I´m actually one of these weird people that gets pleasure from getting waxed (that is once I get over the initial fear that the aesthetician’s jaw will drop to the ground and then she will proceed to tell me that I am the hairiest individual she has ever laid eyes on). I actually like the feeling of having my hairs ripped out. I know that is weird, especially since and I have zero tolerance for pain normally and if you come near me with a syringe I will pass out before you get within 3 feet of me.
DISCLAIMER: Proceed only if you can bear TMI (too much information):
Spain is full of waxers, and this is where I was turned onto the whole joy of it all. But for some damn reason the ole U.S. of A. has surpassed Spain in the waxing of the nether regions (i.e. Brazilians, thanks Sex and the City). When it comes to that area of the body (the area that really matters) wax jobs SUCK here, and by here I mean the whole fucking city of Seville because my hairiness has been around town, believe me. Brazilian, Caribbean, what the hell does all this mean?? They still do not get all the effing hair off. I am sorry but there are certain areas of my body that I should not have to ask to be serviced (that sounds gross, I am talking about getting waxed here…Ok, admittedly still gross), it should be understood. No words should be exchanged. They should just think to themselves “Aaaw, honey, trust me, you don´t want that there….let me just…RAAAAAAAAAAAAAAA” and then life would be golden.

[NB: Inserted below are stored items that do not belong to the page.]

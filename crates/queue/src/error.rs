//! Queue error types.

use thiserror::Error;
use uuid::Uuid;

use crate::job::JobState;

#[derive(Debug, Error)]
pub enum QueueError {
    #[error("job not found: {0}")]
    NotFound(Uuid),

    #[error("cannot {op} job {id} in state {from}")]
    InvalidTransition {
        id: Uuid,
        from: JobState,
        op: &'static str,
    },

    /// Another writer changed the row between load and write.
    #[error("concurrent update on job {0}")]
    Conflict(Uuid),

    #[error("invalid job: {0}")]
    Invalid(String),

    #[error("storage error: {0}")]
    Storage(String),
}

impl QueueError {
    /// HTTP-ish status code for API layers.
    pub fn status_code(&self) -> u16 {
        match self {
            QueueError::NotFound(_) => 404,
            QueueError::InvalidTransition { .. } | QueueError::Conflict(_) => 409,
            QueueError::Invalid(_) => 400,
            QueueError::Storage(_) => 500,
        }
    }
}

impl From<sqlx::Error> for QueueError {
    fn from(e: sqlx::Error) -> Self {
        QueueError::Storage(e.to_string())
    }
}
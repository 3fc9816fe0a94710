//! Role-tagged chat completion over OpenAI, Anthropic or Ollama.

pub mod http;
pub mod json;
pub mod provider;

pub use http::{create_provider, ChatBackend, HttpChatProvider};
pub use json::{complete_json, extract_json};
pub use provider::{LlmError, LlmProvider, Message, Role};
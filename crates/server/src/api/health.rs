//! Liveness and store mode.

use std::sync::Arc;

use axum::extract::State;
use axum::Json;
use serde::Serialize;

use crate::state::AppState;

#[derive(Serialize)]
pub struct HealthResponse {
    pub status: &'static str,
    pub version: &'static str,
    pub profile: String,
    /// `postgres` or `memory`.
    pub store: &'static str,
}

pub async fn health(State(state): State<Arc<AppState>>) -> Json<HealthResponse> {
    Json(HealthResponse {
        status: "ok",
        version: env!("CARGO_PKG_VERSION"),
        profile: state.config.profile_label().to_string(),
        store: if state.durable { "postgres" } else { "memory" },
    })
}
use evgate_tribunal::TribunalError;
use thiserror::Error;

#[derive(Debug, Error)]
pub enum ReliabilityError {
    #[error("invalid corpus: {0}")]
    Corpus(String),

    #[error("YAML error in {path}: {message}")]
    Yaml { path: String, message: String },

    #[error("run store: {0}")]
    Store(String),

    #[error(transparent)]
    Tribunal(#[from] TribunalError),

    #[error("I/O error: {0}")]
    Io(#[from] std::io::Error),

    #[error("serialization error: {0}")]
    Serialization(#[from] serde_json::Error),
}

impl ReliabilityError {
    pub fn status_code(&self) -> u16 {
        match self {
            ReliabilityError::Corpus(_) | ReliabilityError::Yaml { .. } => 400,
            ReliabilityError::Tribunal(e) => e.status_code(),
            ReliabilityError::Store(_) | ReliabilityError::Io(_) | ReliabilityError::Serialization(_) => 500,
        }
    }
}
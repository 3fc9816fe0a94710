//! HTTP chat provider. One client, three wire formats.

use async_trait::async_trait;
use evgate_core::config::{LlmConfig, OllamaConfig};
use serde_json::{json, Value};
use tracing::debug;

use crate::provider::{LlmError, LlmProvider, Message, Role};

const ANTHROPIC_URL: &str = "https://api.anthropic.com/v1/messages";
const ANTHROPIC_VERSION: &str = "2023-06-01";

#[derive(Debug, Clone)]
pub enum ChatBackend {
    OpenAi { api_key: String, base_url: String },
    Anthropic { api_key: String },
    Ollama { url: String },
}

impl ChatBackend {
    fn name(&self) -> &'static str {
        match self {
            ChatBackend::OpenAi { .. } => "openai",
            ChatBackend::Anthropic { .. } => "anthropic",
            ChatBackend::Ollama { .. } => "ollama",
        }
    }

    fn endpoint(&self) -> String {
        match self {
            ChatBackend::OpenAi { base_url, .. } => format!("{}/v1/chat/completions", base_url),
            ChatBackend::Anthropic { .. } => ANTHROPIC_URL.to_string(),
            ChatBackend::Ollama { url } => format!("{}/api/chat", url),
        }
    }

    /// Request body in this backend's wire format.
    pub fn request_body(&self, model: &str, messages: &[Message], temperature: f32, max_tokens: u32) -> Value {
        let turns = |include_system: bool| -> Vec<Value> {
            messages
                .iter()
                .filter(|m| include_system || m.role != Role::System)
                .map(|m| json!({ "role": m.role.as_str(), "content": m.content }))
                .collect()
        };
        match self {
            ChatBackend::OpenAi { .. } => json!({
                "model": model,
                "messages": turns(true),
                "temperature": temperature,
                "max_tokens": max_tokens,
            }),
            ChatBackend::Anthropic { .. } => {
                // System prompt travels as a top-level field.
                let system: Vec<&str> = messages
                    .iter()
                    .filter(|m| m.role == Role::System)
                    .map(|m| m.content.as_str())
                    .collect();
                let mut body = json!({
                    "model": model,
                    "messages": turns(false),
                    "temperature": temperature,
                    "max_tokens": max_tokens,
                });
                if !system.is_empty() {
                    body["system"] = json!(system.join("\n\n"));
                }
                body
            }
            ChatBackend::Ollama { .. } => json!({
                "model": model,
                "messages": turns(true),
                "stream": false,
                "options": { "temperature": temperature, "num_predict": max_tokens },
            }),
        }
    }

    /// Pull the reply text out of a response body.
    pub fn extract_text(&self, resp: &Value) -> Result<String, LlmError> {
        let (text, path) = match self {
            ChatBackend::OpenAi { .. } => (resp["choices"][0]["message"]["content"].as_str(), "choices[0].message.content"),
            ChatBackend::Anthropic { .. } => (resp["content"][0]["text"].as_str(), "content[0].text"),
            ChatBackend::Ollama { .. } => (resp["message"]["content"].as_str(), "message.content"),
        };
        text.map(str::to_string)
            .ok_or_else(|| LlmError::ParseError(format!("missing {}", path)))
    }
}

pub struct HttpChatProvider {
    client: reqwest::Client,
    backend: ChatBackend,
    model: String,
}

impl HttpChatProvider {
    pub fn new(backend: ChatBackend, model: impl Into<String>) -> Self {
        Self {
            client: reqwest::Client::new(),
            backend,
            model: model.into(),
        }
    }
}

#[async_trait]
impl LlmProvider for HttpChatProvider {
    async fn complete(
        &self,
        messages: Vec<Message>,
        temperature: f32,
        max_tokens: u32,
    ) -> Result<String, LlmError> {
        let url = self.backend.endpoint();
        let body = self.backend.request_body(&self.model, &messages, temperature, max_tokens);

        debug!(backend = self.backend.name(), model = %self.model, "LLM request to {}", url);

        let mut request = self.client.post(&url).header("Content-Type", "application/json");
        request = match &self.backend {
            ChatBackend::OpenAi { api_key, .. } => request.header("Authorization", format!("Bearer {}", api_key)),
            ChatBackend::Anthropic { api_key } => request
                .header("x-api-key", api_key)
                .header("anthropic-version", ANTHROPIC_VERSION),
            ChatBackend::Ollama { .. } => request,
        };

        let response = request.json(&body).send().await?;
        let status = response.status().as_u16();
        if status != 200 {
            let body = response.text().await.unwrap_or_default();
            return Err(LlmError::ApiError { status, body });
        }

        let resp: Value = response.json().await?;
        self.backend.extract_text(&resp)
    }

    fn label(&self) -> String {
        format!("{}:{}", self.backend.name(), self.model)
    }
}

/// Build the configured provider. `None` when the provider is `none`.
pub fn create_provider(
    llm_config: &LlmConfig,
    ollama_config: &OllamaConfig,
) -> Result<Option<Box<dyn LlmProvider>>, LlmError> {
    let provider = match llm_config.provider.as_str() {
        "" | "none" => return Ok(None),
        "openai" => {
            let api_key = llm_config
                .openai_api_key
                .clone()
                .ok_or_else(|| LlmError::NotConfigured("OPENAI_API_KEY not set".into()))?;
            let base_url = llm_config
                .openai_base_url
                .clone()
                .unwrap_or_else(|| "https://api.openai.com".to_string());
            HttpChatProvider::new(ChatBackend::OpenAi { api_key, base_url }, &llm_config.openai_model)
        }
        "anthropic" | "claude" => {
            let api_key = llm_config
                .anthropic_api_key
                .clone()
                .ok_or_else(|| LlmError::NotConfigured("ANTHROPIC_API_KEY not set".into()))?;
            HttpChatProvider::new(ChatBackend::Anthropic { api_key }, &llm_config.anthropic_model)
        }
        "ollama" => HttpChatProvider::new(
            ChatBackend::Ollama {
                url: ollama_config.url.clone(),
            },
            &ollama_config.model,
        ),
        other => {
            return Err(LlmError::NotConfigured(format!(
                "unknown LLM provider: '{}'",
                other
            )))
        }
    };
    Ok(Some(Box::new(provider)))
}

#[cfg(test)]
mod tests {
    use super::*;

    fn conversation() -> Vec<Message> {
        vec![Message::system("You are the Skeptic."), Message::user("Claim: X")]
    }

    #[test]
    fn anthropic_moves_system_prompt_out_of_messages() {
        let backend = ChatBackend::Anthropic { api_key: "k".into() };
        let body = backend.request_body("m", &conversation(), 0.1, 100);
        assert_eq!(body["system"], "You are the Skeptic.");
        assert_eq!(body["messages"].as_array().unwrap().len(), 1);
        assert_eq!(body["messages"][0]["role"], "user");
    }

    #[test]
    fn openai_keeps_system_turn() {
        let backend = ChatBackend::OpenAi {
            api_key: "k".into(),
            base_url: "http://localhost".into(),
        };
        let body = backend.request_body("gpt", &conversation(), 0.2, 50);
        assert_eq!(body["messages"][0]["role"], "system");
        assert_eq!(body["max_tokens"], 50);
        assert_eq!(backend.endpoint(), "http://localhost/v1/chat/completions");
    }

    #[test]
    fn extract_text_per_backend() {
        let ollama = ChatBackend::Ollama { url: "u".into() };
        let text = ollama
            .extract_text(&json!({ "message": { "content": "hi" } }))
            .unwrap();
        assert_eq!(text, "hi");
        let err = ollama.extract_text(&json!({})).unwrap_err();
        assert!(matches!(err, LlmError::ParseError(_)));
    }

    #[test]
    fn none_provider_yields_no_client() {
        let mut llm = LlmConfig {
            provider: "none".into(),
            openai_api_key: None,
            openai_model: "gpt-4o".into(),
            openai_base_url: None,
            anthropic_api_key: None,
            anthropic_model: "claude".into(),
            temperature: 0.1,
            max_tokens: 256,
        };
        let ollama = OllamaConfig {
            url: "http://localhost:11434".into(),
            model: "llama3.2".into(),
        };
        assert!(create_provider(&llm, &ollama).unwrap().is_none());

        llm.provider = "openai".into();
        assert!(matches!(
            create_provider(&llm, &ollama),
            Err(LlmError::NotConfigured(_))
        ));

        llm.provider = "ollama".into();
        let p = create_provider(&llm, &ollama).unwrap().unwrap();
        assert_eq!(p.label(), "ollama:llama3.2");
    }
}
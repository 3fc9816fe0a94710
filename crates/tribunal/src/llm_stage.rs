//! Model-backed tribunal roles.
//!
//! A model stage wraps the deterministic stage for the same role: the
//! deterministic signals always stand, the model adds narrative findings and
//! concerns. Unusable model output is recorded as a stage error.

use std::sync::Arc;

use async_trait::async_trait;
use evgate_core::KnowledgeBase;
use evgate_llm::{complete_json, LlmProvider, Message};
use serde::Deserialize;
use tracing::{debug, warn};

use crate::stages::TribunalStage;
use crate::types::{AgentRole, Claim, EvidenceItem, PartialAnalysis, Signal};

const SYSTEM_PROMPT: &str =
    "You are a member of an evidence tribunal reviewing economic claims before publication. Always respond with valid JSON.";

const REPLY_FORMAT: &str = r#"Respond with a JSON object: {"summary": string, "findings": [string], "concerns": [string]}"#;

fn role_brief(role: AgentRole) -> &'static str {
    match role {
        AgentRole::Analyst => {
            "As the Analyst, state what the evidence says, which items support the claim (cite them by id) \
             and which parts of the claim lack evidence."
        }
        AgentRole::Skeptic => {
            "As the Skeptic, look for contradictions between evidence items, overstatement, weak inferences \
             and one-sided sourcing. List each problem as a concern."
        }
        AgentRole::Methodologist => {
            "As the Methodologist, check time period, units, currency, authority (Aden, Sanaa or both) and \
             whether the evidence's collection method supports the precision of the claim."
        }
        AgentRole::CitationAuditor | AgentRole::Judge => "Review the claim against the evidence.",
    }
}

#[derive(Debug, Deserialize)]
struct StageReply {
    #[serde(default)]
    summary: String,
    #[serde(default)]
    findings: Vec<String>,
    #[serde(default)]
    concerns: Vec<String>,
}

pub struct LlmStage {
    base: Box<dyn TribunalStage>,
    provider: Arc<dyn LlmProvider>,
    knowledge: Option<Arc<KnowledgeBase>>,
    temperature: f32,
    max_tokens: u32,
}

impl LlmStage {
    pub fn new(base: Box<dyn TribunalStage>, provider: Arc<dyn LlmProvider>) -> Self {
        Self {
            base,
            provider,
            knowledge: None,
            temperature: 0.1,
            max_tokens: 2048,
        }
    }

    pub fn with_knowledge(mut self, knowledge: Option<Arc<KnowledgeBase>>) -> Self {
        self.knowledge = knowledge;
        self
    }

    pub fn with_sampling(mut self, temperature: f32, max_tokens: u32) -> Self {
        self.temperature = temperature;
        self.max_tokens = max_tokens;
        self
    }

    fn prompt(&self, claim: &Claim, evidence: &[EvidenceItem], prior: &[PartialAnalysis]) -> String {
        let mut out = String::new();
        out.push_str(role_brief(self.base.role()));
        out.push_str("\n\nClaim (");
        out.push_str(&claim.claim_type);
        out.push_str(", subject ");
        out.push_str(&claim.subject);
        out.push_str("):\n");
        out.push_str(&claim.text);

        let ctx = &claim.context;
        out.push_str(&format!(
            "\n\nContext: year {}, authority {}, page {}",
            ctx.year.map_or("unknown".to_string(), |y| y.to_string()),
            ctx.regime.as_deref().unwrap_or("both"),
            ctx.page.as_deref().unwrap_or("general"),
        ));

        if let Some(kb) = &self.knowledge {
            let background = kb.context_for(&claim.text);
            if !background.is_empty() {
                out.push_str("\n\nBackground:\n");
                for line in background {
                    out.push_str("- ");
                    out.push_str(&line);
                    out.push('\n');
                }
            }
        }

        out.push_str("\n\nEvidence:\n");
        if evidence.is_empty() {
            out.push_str("No evidence items found. This claim lacks supporting evidence.\n");
        }
        for e in evidence {
            out.push_str(&format!(
                "[{}] {} ({}; grade {}{}): {}",
                e.id,
                if e.source_org.is_empty() { &e.source_id } else { &e.source_org },
                e.source_id,
                e.confidence_grade.as_str(),
                if e.admissible { "" } else { "; inadmissible" },
                e.excerpt
            ));
            if let Some(v) = e.value {
                out.push_str(&format!(" [value {} {}]", v, e.unit.as_deref().unwrap_or("")));
            }
            out.push('\n');
        }

        if !prior.is_empty() {
            out.push_str("\nEarlier reviews:\n");
            for p in prior {
                out.push_str(&format!("- {}: {}\n", p.role, p.summary));
            }
        }

        out.push('\n');
        out.push_str(REPLY_FORMAT);
        out
    }
}

#[async_trait]
impl TribunalStage for LlmStage {
    fn role(&self) -> AgentRole {
        self.base.role()
    }

    async fn analyse(&self, claim: &Claim, evidence: &[EvidenceItem], prior: &[PartialAnalysis]) -> PartialAnalysis {
        let mut analysis = self.base.analyse(claim, evidence, prior).await;
        let messages = vec![
            Message::system(SYSTEM_PROMPT),
            Message::user(self.prompt(claim, evidence, prior)),
        ];

        debug!(role = %self.role(), claim_id = %claim.claim_id, provider = %self.provider.label(), "running model stage");
        match complete_json::<StageReply>(self.provider.as_ref(), messages, self.temperature, self.max_tokens).await {
            Ok(reply) => {
                if !reply.summary.trim().is_empty() {
                    analysis.summary = format!("{} | {}", analysis.summary, reply.summary.trim());
                }
                analysis.findings.extend(reply.findings);
                for detail in reply.concerns {
                    analysis.findings.push(detail.clone());
                    analysis.signals.push(Signal::MethodConcern { detail });
                }
            }
            Err(e) => {
                warn!(role = %self.role(), claim_id = %claim.claim_id, error = %e, "model stage output unusable");
                let detail = format!("{} model review unavailable: {}", self.role(), e);
                analysis.findings.push(detail.clone());
                analysis.signals.push(Signal::StageError { detail });
            }
        }
        analysis
    }
}

#[cfg(test)]
mod tests {
    use super::*;
    use crate::stages::{AnalystStage, SkepticStage};
    use evgate_llm::LlmError;
    use std::sync::Mutex;

    struct Scripted {
        reply: Result<String, ()>,
        seen: Mutex<Vec<String>>,
    }

    impl Scripted {
        fn ok(reply: &str) -> Arc<Self> {
            Arc::new(Self {
                reply: Ok(reply.to_string()),
                seen: Mutex::new(Vec::new()),
            })
        }

        fn failing() -> Arc<Self> {
            Arc::new(Self {
                reply: Err(()),
                seen: Mutex::new(Vec::new()),
            })
        }
    }

    #[async_trait]
    impl LlmProvider for Scripted {
        async fn complete(&self, messages: Vec<Message>, _: f32, _: u32) -> Result<String, LlmError> {
            self.seen.lock().unwrap().push(messages[1].content.clone());
            match &self.reply {
                Ok(r) => Ok(r.clone()),
                Err(()) => Err(LlmError::NotConfigured("offline".into())),
            }
        }

        fn label(&self) -> String {
            "scripted".into()
        }
    }

    fn claim() -> Claim {
        let mut c = Claim::new("c1", "fx_rate_aden", "In 2024 the rial fell against the dollar [E1].");
        c.context.year = Some(2024);
        c
    }

    #[tokio::test]
    async fn model_findings_extend_deterministic_analysis() {
        let provider = Scripted::ok(r#"{"summary":"supported","findings":["E1 supports the fall"],"concerns":["single month only"]}"#);
        let kb = KnowledgeBase::from_yaml(
            "version: '1'\ntimeline:\n  - key: split\n    period: '2024'\n    events:\n      - year: 2024\n        event: Banking dispute\n",
        )
        .unwrap();
        let stage = LlmStage::new(Box::new(AnalystStage), provider.clone()).with_knowledge(Some(Arc::new(kb)));
        let evidence = vec![EvidenceItem::new("E1", "cby-aden", "rial fell").with_org("CBY Aden")];
        let a = stage.analyse(&claim(), &evidence, &[]).await;

        assert_eq!(a.role, AgentRole::Analyst);
        assert!(a.summary.ends_with("| supported"));
        assert!(a.findings.contains(&"E1 supports the fall".to_string()));
        assert!(a.signals.contains(&Signal::MethodConcern {
            detail: "single month only".into()
        }));

        let prompt = provider.seen.lock().unwrap()[0].clone();
        assert!(prompt.contains("Banking dispute"));
        assert!(prompt.contains("[E1] CBY Aden"));
        assert!(prompt.contains("year 2024"));
    }

    #[tokio::test]
    async fn unusable_output_becomes_stage_error() {
        let stage = LlmStage::new(Box::new(SkepticStage { tolerance_pct: 10.0 }), Scripted::ok("I refuse"));
        let a = stage.analyse(&claim(), &[], &[]).await;
        assert!(matches!(a.signals.last(), Some(Signal::StageError { .. })));

        let stage = LlmStage::new(Box::new(AnalystStage), Scripted::failing());
        let a = stage.analyse(&claim(), &[], &[]).await;
        // Deterministic gap signal survives the model failure.
        assert!(a.signals.iter().any(|s| matches!(s, Signal::EvidenceGap { .. })));
        assert!(a.signals.iter().any(|s| matches!(s, Signal::StageError { .. })));
    }
}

Lucky for me, this happens in In law Land. They are ahead of the hair-game. They are ahead of their time for being such a small Andalusian city. Maybe they watch more late-night free Spanish T.V. porn and know what the nether regions are “supposed” to look like in 2008.
As for the massage, I was delightfully surprised the other day when I spent the day at the spa and got a GREAT massage. Normally it is like someone tickling you with a feather over here, they do not seem to get that they need to actually work at it and bust some muscle into it.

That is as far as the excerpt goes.